START Records supplied

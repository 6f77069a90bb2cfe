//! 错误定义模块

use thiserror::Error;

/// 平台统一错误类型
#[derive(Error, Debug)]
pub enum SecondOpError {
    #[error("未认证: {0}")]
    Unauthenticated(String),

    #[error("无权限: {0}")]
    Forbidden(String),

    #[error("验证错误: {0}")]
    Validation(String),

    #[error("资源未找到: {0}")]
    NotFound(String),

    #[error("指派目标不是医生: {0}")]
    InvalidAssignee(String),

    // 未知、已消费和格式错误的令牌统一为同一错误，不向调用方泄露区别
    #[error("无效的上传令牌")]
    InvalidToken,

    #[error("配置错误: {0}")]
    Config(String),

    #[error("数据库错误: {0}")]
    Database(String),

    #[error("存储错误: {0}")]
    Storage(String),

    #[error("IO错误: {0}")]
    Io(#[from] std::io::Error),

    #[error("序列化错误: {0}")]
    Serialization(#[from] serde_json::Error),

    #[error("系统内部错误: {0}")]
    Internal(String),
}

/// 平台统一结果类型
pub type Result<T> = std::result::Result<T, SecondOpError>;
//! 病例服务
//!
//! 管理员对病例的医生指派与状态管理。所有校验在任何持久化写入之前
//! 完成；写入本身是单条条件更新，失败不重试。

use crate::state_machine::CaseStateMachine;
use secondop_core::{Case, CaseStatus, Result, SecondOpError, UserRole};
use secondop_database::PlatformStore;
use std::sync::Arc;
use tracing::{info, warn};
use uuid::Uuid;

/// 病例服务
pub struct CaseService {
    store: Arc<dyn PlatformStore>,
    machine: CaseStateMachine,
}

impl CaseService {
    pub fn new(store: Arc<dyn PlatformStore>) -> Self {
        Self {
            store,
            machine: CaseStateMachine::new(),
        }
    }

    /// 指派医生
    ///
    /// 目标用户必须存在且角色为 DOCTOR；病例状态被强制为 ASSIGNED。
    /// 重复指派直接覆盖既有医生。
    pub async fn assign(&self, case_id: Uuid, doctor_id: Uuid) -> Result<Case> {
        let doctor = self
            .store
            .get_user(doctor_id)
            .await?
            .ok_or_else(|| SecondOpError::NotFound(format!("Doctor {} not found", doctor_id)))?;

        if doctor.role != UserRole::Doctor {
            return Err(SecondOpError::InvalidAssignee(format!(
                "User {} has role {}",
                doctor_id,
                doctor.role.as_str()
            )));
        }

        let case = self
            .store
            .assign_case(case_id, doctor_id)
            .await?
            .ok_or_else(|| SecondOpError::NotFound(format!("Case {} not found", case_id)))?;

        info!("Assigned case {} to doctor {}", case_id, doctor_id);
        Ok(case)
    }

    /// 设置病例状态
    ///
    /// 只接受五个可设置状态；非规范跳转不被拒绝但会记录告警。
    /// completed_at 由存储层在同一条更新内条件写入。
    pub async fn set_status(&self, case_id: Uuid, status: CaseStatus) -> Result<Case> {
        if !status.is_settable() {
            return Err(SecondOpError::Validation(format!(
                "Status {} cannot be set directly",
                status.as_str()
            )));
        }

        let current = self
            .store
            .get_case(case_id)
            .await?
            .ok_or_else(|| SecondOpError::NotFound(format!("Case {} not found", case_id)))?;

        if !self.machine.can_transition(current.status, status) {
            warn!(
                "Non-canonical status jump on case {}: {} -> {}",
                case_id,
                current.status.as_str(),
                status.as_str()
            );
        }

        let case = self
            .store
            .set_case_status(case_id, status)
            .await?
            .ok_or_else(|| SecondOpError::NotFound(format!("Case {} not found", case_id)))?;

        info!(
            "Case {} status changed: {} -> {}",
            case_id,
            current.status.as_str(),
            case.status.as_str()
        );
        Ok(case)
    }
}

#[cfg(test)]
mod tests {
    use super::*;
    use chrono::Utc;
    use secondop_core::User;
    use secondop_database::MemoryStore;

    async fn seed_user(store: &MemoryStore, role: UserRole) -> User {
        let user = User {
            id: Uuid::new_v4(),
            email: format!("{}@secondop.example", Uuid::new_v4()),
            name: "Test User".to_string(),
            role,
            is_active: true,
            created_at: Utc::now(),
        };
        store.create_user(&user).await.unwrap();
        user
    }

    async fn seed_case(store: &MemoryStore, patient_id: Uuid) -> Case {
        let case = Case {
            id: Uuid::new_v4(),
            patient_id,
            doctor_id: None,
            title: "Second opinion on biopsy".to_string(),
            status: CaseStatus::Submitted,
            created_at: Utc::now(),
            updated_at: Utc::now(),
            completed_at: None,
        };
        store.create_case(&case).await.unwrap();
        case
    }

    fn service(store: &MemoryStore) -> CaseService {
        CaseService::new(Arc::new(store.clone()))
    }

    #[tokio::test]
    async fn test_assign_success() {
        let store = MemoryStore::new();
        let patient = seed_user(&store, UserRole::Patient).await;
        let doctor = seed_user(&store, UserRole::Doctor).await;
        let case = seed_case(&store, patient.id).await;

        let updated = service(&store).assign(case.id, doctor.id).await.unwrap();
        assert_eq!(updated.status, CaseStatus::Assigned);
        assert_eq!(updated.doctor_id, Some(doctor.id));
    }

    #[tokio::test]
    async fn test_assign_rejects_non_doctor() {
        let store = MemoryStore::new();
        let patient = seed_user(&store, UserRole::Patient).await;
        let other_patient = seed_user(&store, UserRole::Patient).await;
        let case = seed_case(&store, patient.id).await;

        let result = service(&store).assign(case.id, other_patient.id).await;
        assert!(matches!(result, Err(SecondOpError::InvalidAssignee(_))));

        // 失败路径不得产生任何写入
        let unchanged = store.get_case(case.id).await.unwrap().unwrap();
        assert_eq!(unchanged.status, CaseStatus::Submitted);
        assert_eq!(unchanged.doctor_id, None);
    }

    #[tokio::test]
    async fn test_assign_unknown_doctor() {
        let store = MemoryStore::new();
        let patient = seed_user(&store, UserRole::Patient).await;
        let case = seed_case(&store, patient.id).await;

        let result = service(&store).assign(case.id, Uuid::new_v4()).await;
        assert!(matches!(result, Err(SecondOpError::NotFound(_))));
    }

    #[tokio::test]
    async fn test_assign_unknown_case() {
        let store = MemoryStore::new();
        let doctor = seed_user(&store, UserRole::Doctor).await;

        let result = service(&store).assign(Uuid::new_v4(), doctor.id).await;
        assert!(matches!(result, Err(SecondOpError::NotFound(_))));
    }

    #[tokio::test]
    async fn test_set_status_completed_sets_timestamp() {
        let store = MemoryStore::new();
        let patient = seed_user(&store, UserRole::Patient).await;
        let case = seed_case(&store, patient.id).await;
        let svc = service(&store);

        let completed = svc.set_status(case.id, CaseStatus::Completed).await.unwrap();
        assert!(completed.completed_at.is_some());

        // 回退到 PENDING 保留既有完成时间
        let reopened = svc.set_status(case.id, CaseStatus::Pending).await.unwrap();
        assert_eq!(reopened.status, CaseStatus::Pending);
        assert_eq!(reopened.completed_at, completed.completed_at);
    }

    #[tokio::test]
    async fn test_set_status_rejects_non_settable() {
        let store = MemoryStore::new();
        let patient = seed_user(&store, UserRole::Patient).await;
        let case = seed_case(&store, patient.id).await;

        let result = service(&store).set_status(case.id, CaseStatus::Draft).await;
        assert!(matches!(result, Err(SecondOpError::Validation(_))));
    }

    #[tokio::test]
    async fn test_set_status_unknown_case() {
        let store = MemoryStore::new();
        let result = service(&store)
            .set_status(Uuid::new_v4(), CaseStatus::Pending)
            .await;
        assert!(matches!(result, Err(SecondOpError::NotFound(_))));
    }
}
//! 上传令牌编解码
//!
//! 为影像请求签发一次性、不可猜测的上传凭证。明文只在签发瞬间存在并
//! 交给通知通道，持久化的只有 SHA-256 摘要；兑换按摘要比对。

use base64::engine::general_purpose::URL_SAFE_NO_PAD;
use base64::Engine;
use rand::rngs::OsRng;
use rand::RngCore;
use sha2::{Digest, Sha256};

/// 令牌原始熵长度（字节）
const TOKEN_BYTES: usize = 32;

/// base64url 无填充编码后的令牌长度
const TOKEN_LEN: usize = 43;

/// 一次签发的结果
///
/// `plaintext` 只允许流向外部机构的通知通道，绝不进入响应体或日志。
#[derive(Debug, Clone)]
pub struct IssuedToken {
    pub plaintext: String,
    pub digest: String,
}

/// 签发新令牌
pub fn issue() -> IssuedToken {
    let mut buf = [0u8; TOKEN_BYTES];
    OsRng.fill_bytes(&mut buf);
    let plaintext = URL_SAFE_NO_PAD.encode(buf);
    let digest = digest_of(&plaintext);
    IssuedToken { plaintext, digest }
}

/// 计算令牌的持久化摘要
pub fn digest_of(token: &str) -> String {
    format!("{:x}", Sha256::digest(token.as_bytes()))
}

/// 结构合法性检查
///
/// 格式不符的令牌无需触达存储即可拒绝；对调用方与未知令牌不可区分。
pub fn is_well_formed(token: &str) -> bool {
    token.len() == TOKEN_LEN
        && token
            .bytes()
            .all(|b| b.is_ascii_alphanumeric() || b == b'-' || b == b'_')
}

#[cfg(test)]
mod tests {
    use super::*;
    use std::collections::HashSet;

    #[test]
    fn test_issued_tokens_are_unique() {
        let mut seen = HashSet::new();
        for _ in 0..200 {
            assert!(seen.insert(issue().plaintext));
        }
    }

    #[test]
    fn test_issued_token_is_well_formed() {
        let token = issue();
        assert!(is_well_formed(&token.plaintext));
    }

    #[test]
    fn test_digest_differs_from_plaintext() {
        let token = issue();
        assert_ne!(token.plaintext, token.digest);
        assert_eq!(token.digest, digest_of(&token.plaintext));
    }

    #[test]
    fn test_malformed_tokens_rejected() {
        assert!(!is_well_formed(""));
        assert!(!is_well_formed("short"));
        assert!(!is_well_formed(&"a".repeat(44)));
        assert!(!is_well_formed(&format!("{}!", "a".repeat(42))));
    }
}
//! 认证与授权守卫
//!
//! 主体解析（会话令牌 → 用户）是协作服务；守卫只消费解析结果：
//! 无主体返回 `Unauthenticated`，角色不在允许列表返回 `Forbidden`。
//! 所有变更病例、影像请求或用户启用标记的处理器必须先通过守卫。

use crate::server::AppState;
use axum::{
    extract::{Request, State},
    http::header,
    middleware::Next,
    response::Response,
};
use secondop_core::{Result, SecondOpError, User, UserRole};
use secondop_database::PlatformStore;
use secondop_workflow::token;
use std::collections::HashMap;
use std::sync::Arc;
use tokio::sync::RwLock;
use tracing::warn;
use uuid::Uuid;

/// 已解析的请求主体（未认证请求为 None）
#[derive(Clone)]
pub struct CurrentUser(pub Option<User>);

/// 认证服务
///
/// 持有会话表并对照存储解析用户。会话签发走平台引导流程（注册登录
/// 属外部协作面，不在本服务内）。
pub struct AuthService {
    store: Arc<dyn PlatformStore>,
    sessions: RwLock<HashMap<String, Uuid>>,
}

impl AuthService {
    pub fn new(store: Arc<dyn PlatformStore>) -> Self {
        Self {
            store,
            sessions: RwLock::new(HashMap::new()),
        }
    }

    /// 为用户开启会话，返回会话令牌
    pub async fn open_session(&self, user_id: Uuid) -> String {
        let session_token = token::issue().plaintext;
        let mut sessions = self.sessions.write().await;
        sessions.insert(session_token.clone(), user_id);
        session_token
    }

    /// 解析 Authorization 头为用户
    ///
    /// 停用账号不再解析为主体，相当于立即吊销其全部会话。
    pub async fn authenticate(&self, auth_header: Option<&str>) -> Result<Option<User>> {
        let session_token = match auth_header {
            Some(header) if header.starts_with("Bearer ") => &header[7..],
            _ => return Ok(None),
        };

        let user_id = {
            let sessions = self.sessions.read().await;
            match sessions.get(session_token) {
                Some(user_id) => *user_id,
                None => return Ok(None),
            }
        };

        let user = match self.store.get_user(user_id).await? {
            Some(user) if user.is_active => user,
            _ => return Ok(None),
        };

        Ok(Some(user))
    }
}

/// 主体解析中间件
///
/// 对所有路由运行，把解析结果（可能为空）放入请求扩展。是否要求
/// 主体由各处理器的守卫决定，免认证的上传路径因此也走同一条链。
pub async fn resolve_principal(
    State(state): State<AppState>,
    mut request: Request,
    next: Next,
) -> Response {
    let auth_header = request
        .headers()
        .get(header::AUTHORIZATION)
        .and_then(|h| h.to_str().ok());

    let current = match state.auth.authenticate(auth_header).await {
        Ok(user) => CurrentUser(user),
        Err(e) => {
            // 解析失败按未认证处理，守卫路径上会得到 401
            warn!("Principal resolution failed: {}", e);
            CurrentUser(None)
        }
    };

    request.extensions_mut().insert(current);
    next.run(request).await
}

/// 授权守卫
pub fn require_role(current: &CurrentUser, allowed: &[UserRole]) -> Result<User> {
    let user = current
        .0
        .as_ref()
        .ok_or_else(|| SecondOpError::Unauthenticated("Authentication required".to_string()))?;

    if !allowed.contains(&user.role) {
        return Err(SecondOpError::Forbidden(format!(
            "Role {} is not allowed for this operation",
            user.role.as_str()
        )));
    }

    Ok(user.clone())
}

END Records supplied
START Records supplied

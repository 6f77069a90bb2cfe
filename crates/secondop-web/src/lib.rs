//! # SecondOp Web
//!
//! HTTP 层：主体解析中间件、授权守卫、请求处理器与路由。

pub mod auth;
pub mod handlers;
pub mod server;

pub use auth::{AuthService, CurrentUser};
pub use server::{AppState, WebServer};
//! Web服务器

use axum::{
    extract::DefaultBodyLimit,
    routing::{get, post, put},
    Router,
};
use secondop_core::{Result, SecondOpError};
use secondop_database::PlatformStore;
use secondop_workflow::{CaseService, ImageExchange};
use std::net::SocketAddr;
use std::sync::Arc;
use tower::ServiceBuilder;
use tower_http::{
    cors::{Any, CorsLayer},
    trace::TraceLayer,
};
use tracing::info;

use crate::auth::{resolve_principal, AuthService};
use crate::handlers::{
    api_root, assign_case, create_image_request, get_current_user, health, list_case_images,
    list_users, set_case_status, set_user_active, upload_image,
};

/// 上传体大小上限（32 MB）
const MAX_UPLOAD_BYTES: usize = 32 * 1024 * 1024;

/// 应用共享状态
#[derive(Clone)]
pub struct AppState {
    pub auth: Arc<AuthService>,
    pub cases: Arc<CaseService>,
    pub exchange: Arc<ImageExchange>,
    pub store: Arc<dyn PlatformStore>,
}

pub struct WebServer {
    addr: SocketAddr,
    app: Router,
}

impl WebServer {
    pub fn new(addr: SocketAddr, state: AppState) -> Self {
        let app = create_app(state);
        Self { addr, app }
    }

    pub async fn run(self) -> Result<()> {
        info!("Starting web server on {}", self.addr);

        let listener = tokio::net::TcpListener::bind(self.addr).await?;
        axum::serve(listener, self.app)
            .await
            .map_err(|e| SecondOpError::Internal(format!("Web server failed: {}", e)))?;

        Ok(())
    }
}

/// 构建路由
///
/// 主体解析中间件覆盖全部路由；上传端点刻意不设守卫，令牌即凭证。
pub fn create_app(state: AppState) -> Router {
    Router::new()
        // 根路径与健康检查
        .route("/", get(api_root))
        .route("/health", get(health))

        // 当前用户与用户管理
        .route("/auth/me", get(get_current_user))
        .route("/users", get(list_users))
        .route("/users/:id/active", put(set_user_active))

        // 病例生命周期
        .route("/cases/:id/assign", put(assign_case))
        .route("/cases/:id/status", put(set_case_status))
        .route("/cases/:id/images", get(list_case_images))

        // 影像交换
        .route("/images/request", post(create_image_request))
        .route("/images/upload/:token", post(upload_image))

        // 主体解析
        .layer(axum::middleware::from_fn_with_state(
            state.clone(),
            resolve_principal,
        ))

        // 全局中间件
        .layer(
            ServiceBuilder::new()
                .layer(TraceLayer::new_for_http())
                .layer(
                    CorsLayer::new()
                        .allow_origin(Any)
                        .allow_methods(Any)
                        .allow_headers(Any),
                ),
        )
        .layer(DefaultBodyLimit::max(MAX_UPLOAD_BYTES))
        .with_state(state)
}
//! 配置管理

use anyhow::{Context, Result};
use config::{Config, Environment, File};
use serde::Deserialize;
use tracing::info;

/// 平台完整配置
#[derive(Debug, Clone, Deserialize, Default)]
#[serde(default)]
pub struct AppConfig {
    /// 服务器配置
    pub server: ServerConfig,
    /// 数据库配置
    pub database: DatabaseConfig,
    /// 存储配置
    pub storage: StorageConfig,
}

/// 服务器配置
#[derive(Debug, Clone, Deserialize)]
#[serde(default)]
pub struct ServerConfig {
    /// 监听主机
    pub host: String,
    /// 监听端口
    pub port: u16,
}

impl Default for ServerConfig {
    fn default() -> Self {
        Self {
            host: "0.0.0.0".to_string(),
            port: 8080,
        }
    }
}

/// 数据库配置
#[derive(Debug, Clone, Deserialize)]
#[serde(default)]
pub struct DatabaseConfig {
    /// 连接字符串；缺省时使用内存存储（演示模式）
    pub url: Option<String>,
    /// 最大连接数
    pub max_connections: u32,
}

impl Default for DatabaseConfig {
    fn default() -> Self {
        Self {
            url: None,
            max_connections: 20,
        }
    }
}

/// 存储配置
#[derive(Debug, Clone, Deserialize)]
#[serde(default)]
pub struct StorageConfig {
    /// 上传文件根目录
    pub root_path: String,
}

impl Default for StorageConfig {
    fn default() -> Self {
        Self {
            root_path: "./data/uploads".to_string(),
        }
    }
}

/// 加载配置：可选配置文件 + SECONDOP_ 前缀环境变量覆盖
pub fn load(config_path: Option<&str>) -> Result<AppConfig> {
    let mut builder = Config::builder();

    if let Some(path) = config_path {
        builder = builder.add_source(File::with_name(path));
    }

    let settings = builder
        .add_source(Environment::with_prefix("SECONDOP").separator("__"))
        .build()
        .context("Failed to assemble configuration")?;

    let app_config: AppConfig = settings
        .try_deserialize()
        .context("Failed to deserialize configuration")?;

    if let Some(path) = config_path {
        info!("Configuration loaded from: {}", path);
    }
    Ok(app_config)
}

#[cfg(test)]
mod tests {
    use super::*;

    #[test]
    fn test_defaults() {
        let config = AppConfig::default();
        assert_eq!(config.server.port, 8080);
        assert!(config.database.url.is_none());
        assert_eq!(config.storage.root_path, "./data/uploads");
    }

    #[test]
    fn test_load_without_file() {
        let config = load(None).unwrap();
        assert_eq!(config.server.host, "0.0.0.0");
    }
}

END Records supplied
START Records supplied

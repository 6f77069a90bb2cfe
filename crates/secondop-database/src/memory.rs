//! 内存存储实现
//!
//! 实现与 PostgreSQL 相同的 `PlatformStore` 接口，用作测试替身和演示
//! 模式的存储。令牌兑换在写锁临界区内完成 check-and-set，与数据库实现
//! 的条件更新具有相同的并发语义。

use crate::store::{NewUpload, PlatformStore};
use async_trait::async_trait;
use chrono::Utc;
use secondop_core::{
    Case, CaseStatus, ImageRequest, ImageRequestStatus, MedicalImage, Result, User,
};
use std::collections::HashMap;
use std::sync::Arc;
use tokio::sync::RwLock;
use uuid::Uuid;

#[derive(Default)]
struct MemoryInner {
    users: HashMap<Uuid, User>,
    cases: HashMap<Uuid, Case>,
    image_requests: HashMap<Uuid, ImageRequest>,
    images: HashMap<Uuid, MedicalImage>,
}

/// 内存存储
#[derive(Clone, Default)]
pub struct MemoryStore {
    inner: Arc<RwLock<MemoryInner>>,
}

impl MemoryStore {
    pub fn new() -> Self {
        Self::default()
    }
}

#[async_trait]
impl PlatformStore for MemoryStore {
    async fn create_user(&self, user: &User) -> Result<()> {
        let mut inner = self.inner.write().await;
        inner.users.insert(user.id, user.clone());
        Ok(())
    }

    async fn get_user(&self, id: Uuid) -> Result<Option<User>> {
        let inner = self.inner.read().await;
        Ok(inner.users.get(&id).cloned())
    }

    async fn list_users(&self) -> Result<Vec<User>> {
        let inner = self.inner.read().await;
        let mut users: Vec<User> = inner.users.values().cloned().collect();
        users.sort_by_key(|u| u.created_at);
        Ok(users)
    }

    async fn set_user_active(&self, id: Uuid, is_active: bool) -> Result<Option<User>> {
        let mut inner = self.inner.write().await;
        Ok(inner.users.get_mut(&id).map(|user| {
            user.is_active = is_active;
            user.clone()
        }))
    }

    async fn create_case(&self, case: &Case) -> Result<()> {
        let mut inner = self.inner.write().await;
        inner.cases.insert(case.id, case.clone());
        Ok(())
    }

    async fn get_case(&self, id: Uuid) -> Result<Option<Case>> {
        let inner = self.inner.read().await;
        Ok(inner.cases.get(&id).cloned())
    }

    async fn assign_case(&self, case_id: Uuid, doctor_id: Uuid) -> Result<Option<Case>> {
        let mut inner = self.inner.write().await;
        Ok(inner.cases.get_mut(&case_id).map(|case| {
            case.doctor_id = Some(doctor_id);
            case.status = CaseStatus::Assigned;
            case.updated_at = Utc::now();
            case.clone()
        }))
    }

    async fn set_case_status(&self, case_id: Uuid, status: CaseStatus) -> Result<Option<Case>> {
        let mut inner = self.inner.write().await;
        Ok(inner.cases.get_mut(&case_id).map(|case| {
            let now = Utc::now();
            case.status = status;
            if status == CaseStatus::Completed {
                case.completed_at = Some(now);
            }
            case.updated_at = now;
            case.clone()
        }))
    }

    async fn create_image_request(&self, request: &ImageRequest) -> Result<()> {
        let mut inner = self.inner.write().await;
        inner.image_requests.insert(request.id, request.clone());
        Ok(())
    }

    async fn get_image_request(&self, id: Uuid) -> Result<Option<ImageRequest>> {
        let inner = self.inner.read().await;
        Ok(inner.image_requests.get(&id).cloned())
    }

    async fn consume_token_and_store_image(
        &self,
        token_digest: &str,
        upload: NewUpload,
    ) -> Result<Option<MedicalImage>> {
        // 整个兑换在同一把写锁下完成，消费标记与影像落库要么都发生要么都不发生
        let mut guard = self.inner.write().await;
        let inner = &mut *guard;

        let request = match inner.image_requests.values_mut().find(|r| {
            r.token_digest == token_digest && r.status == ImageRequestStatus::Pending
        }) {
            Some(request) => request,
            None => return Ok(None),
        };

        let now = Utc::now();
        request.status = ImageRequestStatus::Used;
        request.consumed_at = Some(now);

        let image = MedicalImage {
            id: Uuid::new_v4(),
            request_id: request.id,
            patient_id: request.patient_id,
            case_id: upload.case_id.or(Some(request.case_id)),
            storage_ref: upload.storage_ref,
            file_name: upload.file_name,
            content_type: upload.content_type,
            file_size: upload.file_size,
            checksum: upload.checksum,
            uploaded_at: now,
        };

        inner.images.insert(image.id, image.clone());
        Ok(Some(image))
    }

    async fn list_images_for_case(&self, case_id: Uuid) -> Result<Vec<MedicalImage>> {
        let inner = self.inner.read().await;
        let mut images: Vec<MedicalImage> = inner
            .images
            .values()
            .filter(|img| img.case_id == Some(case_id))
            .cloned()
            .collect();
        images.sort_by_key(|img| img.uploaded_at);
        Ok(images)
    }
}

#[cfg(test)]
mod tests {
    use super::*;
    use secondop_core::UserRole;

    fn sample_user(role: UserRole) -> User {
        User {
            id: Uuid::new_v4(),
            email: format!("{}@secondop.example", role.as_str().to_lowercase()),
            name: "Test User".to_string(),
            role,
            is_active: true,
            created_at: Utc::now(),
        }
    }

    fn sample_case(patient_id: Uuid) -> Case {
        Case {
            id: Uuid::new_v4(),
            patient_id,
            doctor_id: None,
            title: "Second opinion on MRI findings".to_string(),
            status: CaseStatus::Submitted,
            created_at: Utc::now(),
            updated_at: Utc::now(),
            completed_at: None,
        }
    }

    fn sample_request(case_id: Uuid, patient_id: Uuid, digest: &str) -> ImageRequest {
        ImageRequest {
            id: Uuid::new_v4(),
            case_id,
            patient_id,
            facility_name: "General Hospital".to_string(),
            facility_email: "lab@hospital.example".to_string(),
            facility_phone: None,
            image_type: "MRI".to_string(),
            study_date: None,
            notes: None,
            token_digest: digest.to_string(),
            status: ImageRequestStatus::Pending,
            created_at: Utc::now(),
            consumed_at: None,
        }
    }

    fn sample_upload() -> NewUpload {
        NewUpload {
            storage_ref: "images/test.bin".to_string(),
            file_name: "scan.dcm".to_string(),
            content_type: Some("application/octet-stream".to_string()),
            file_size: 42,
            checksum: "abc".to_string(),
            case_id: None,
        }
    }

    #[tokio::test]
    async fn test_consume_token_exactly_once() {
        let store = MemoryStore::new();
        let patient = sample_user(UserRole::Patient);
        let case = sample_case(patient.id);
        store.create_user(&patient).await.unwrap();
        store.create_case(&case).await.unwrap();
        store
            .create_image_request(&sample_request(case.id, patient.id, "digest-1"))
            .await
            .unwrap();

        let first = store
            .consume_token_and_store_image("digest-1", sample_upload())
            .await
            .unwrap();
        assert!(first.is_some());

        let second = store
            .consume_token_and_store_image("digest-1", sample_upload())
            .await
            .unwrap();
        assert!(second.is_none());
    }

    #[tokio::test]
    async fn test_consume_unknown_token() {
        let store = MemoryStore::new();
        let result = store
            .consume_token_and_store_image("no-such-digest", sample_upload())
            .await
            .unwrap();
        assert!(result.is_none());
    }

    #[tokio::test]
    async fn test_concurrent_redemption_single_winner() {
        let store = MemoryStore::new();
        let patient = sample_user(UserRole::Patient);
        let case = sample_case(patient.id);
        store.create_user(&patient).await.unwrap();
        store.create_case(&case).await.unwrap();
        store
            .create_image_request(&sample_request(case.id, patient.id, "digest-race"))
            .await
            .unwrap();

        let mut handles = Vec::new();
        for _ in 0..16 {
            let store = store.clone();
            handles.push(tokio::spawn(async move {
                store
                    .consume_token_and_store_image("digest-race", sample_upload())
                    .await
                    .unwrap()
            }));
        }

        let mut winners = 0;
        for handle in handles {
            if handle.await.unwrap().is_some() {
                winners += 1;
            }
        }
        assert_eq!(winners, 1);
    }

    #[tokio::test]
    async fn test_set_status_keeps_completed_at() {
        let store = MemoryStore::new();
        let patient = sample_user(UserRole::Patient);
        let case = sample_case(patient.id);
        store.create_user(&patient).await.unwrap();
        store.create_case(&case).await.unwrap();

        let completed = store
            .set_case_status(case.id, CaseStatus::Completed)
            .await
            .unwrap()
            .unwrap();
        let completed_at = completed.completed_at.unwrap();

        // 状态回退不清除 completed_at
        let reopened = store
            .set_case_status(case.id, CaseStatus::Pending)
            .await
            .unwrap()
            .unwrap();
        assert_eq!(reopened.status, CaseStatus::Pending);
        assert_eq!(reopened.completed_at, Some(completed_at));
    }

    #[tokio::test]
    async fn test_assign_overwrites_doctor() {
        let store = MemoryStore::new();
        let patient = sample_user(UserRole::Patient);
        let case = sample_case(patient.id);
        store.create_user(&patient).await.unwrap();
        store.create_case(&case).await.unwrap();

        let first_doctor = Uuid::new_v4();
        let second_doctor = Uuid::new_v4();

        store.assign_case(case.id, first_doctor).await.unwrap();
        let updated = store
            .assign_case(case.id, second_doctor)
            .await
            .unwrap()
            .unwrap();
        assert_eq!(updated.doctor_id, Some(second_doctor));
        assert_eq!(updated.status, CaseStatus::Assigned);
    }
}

END Records supplied

**Exercise aim:** Which of the lines above carry the string "info"? Pick them out and copy them.

**Result:**
use tracing::{info, warn};
        info!("Assigned case {} to doctor {}", case_id, doctor_id);
        info!(
use tracing::info;
        info!("Starting web server on {}", self.addr);
use tracing::info;
        info!("Configuration loaded from: {}", path);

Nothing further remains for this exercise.